## MATERIAL FOR THIS EXERCISE

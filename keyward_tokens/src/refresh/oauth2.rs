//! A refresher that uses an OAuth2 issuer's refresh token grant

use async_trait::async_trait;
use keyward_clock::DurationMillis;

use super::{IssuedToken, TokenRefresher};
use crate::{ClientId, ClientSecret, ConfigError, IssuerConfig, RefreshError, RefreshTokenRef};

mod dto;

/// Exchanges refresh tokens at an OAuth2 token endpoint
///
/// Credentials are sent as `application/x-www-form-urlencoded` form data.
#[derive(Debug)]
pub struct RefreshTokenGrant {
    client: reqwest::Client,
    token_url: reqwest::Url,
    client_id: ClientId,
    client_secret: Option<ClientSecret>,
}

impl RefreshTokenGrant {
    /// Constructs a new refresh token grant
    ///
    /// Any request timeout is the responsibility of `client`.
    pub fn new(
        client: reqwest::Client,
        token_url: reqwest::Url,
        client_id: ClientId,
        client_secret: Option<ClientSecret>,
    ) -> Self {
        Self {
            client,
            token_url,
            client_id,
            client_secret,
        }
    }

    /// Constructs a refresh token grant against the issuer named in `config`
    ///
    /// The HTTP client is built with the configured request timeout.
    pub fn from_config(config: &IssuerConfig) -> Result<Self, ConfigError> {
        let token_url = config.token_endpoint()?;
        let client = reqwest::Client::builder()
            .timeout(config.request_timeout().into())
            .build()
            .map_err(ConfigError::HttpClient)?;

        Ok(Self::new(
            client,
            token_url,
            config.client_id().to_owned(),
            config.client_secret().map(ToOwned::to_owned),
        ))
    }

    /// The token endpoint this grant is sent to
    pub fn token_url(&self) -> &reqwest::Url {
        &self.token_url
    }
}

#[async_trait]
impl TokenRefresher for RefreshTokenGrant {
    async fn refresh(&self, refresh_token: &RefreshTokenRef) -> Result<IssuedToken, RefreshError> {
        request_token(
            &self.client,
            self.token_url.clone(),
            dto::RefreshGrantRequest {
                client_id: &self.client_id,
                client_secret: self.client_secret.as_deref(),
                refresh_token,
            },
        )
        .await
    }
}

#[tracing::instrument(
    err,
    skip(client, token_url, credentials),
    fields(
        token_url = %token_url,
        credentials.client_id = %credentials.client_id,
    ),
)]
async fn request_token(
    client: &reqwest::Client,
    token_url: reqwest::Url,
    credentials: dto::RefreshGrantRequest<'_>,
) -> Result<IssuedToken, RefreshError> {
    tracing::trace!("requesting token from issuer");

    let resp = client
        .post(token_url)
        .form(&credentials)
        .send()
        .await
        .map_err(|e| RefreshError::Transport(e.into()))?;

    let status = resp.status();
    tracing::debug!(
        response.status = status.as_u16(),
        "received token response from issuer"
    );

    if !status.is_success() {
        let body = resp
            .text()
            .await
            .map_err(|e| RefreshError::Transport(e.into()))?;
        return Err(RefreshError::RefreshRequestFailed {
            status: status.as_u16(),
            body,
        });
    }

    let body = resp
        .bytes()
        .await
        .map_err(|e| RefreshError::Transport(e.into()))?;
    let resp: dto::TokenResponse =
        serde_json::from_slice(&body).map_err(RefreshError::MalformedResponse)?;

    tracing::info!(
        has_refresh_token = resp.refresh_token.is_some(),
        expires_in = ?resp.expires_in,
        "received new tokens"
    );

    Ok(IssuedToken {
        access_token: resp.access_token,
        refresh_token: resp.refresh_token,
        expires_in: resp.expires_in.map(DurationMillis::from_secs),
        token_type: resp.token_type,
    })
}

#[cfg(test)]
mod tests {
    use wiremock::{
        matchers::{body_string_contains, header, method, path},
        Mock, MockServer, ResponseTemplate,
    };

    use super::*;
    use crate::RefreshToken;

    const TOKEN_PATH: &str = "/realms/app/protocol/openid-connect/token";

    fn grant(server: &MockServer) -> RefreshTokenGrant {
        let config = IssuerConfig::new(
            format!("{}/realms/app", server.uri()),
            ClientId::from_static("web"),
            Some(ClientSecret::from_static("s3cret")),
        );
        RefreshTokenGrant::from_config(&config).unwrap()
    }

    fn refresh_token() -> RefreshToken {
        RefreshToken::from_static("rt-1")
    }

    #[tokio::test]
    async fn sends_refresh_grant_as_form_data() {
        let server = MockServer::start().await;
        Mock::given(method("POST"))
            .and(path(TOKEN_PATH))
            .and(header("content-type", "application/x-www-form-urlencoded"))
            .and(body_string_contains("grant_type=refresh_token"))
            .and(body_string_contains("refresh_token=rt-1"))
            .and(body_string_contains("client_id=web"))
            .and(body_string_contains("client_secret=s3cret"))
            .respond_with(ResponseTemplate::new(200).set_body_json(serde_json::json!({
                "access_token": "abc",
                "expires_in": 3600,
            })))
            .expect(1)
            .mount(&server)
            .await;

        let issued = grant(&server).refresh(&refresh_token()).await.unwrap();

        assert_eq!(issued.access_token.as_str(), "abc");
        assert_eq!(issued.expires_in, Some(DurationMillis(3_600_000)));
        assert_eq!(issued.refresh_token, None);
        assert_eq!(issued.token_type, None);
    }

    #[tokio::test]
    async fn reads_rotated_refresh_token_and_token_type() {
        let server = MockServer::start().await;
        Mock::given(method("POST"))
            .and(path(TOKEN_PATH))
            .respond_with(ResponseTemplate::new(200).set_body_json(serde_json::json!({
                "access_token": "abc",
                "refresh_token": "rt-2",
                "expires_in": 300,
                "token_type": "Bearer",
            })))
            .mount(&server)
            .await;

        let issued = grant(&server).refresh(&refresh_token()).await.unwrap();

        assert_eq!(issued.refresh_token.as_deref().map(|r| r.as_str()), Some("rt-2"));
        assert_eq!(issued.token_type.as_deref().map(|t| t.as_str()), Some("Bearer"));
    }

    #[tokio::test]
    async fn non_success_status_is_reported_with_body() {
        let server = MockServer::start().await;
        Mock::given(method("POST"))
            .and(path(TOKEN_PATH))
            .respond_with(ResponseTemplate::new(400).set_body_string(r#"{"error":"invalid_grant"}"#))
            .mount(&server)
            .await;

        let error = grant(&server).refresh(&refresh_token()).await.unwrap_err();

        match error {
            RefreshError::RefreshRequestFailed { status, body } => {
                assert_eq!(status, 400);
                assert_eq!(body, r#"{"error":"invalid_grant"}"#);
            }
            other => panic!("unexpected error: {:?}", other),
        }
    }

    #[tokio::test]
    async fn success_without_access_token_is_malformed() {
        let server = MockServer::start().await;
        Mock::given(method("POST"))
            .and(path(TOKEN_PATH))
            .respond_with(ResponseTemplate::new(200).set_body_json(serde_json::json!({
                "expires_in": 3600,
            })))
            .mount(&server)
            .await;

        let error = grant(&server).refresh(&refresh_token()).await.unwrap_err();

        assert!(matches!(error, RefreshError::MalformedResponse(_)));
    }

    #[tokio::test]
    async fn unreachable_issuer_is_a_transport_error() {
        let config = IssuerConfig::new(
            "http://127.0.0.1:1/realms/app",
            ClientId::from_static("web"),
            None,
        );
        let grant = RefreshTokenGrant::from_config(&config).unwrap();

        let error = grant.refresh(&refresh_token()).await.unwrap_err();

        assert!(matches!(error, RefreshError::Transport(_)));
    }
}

==

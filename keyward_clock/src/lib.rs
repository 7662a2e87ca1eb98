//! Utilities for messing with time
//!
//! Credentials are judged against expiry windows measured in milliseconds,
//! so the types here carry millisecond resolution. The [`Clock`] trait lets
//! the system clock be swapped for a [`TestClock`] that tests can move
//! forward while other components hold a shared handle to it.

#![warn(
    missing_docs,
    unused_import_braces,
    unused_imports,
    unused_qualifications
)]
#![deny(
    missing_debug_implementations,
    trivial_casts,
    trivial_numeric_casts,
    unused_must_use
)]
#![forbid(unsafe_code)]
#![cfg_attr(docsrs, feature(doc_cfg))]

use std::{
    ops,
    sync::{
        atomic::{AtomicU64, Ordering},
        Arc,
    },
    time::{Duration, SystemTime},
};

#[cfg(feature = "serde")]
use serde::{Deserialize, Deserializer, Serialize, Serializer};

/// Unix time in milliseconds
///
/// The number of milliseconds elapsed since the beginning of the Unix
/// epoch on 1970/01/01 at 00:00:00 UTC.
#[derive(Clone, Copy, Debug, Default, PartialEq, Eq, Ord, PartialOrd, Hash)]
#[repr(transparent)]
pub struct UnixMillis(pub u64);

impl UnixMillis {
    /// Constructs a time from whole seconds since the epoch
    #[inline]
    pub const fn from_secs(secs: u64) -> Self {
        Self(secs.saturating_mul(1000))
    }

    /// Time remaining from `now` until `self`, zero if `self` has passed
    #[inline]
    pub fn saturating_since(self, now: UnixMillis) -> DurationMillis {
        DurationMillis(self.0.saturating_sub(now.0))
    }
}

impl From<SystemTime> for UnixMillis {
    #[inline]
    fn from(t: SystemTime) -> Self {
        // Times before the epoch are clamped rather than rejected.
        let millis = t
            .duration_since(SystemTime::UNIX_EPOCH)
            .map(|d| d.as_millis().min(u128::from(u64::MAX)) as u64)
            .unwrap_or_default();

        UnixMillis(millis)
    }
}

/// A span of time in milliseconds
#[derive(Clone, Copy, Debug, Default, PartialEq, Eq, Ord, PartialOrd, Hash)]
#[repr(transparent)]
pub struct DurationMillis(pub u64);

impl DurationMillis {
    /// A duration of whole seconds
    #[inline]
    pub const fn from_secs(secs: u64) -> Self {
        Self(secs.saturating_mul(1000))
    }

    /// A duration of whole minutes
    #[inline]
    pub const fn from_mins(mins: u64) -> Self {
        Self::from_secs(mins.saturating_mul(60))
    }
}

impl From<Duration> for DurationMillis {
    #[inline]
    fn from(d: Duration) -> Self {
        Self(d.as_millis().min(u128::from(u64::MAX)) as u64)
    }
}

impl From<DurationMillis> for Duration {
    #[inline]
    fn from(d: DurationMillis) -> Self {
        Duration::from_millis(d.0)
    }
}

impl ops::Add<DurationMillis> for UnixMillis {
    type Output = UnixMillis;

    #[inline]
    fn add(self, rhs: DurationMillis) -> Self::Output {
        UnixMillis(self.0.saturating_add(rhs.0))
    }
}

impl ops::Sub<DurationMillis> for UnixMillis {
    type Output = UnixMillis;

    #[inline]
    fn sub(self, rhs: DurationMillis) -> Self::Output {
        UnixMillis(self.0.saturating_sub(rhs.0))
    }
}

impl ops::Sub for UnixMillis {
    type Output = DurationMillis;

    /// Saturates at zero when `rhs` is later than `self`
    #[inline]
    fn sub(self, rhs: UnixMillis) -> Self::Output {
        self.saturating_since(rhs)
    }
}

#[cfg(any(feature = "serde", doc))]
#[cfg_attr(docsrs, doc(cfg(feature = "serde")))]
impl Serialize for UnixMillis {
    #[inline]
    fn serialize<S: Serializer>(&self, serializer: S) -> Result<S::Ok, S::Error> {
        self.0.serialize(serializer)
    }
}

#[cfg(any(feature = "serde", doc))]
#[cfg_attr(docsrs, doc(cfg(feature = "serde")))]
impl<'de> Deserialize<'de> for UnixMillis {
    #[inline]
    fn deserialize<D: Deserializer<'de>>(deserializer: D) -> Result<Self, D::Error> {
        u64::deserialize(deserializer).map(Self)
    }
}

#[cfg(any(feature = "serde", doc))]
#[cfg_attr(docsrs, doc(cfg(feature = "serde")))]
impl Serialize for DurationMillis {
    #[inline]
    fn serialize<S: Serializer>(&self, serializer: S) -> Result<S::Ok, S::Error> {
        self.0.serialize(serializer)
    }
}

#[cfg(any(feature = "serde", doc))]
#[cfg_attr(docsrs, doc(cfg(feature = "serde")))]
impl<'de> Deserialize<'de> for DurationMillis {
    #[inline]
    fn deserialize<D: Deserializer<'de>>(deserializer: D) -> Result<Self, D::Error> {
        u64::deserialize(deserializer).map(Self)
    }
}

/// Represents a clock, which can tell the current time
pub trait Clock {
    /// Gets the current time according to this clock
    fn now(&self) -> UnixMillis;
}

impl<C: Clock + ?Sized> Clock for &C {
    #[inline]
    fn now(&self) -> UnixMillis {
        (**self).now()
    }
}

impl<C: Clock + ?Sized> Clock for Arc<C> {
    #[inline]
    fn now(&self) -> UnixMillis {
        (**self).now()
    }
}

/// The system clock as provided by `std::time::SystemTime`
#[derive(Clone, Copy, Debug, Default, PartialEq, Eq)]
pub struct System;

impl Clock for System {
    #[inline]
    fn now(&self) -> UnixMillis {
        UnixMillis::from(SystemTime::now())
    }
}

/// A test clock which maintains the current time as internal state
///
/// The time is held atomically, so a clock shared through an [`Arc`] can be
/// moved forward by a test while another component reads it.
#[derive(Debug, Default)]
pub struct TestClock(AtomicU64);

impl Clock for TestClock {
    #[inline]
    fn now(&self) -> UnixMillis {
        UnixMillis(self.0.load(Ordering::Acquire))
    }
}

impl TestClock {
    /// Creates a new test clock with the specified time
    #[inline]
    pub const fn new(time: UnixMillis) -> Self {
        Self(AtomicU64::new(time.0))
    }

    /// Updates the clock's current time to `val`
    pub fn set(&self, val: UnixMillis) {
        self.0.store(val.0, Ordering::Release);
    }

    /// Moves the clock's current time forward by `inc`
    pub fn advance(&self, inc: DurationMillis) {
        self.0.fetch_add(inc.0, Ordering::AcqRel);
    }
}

## TASK BRIEF
When you reach the line in the material above that holds "Duration::from_millis(d.0)", begin reproducing lines exactly, and stop after the line that holds "impl ops::Sub<DurationMillis> for".

## SOLVED PROBLEM
        Duration::from_millis(d.0)
    }
}

impl ops::Add<DurationMillis> for UnixMillis {
    type Output = UnixMillis;

    #[inline]
    fn add(self, rhs: DurationMillis) -> Self::Output {
        UnixMillis(self.0.saturating_add(rhs.0))
    }
}

impl ops::Sub<DurationMillis> for UnixMillis {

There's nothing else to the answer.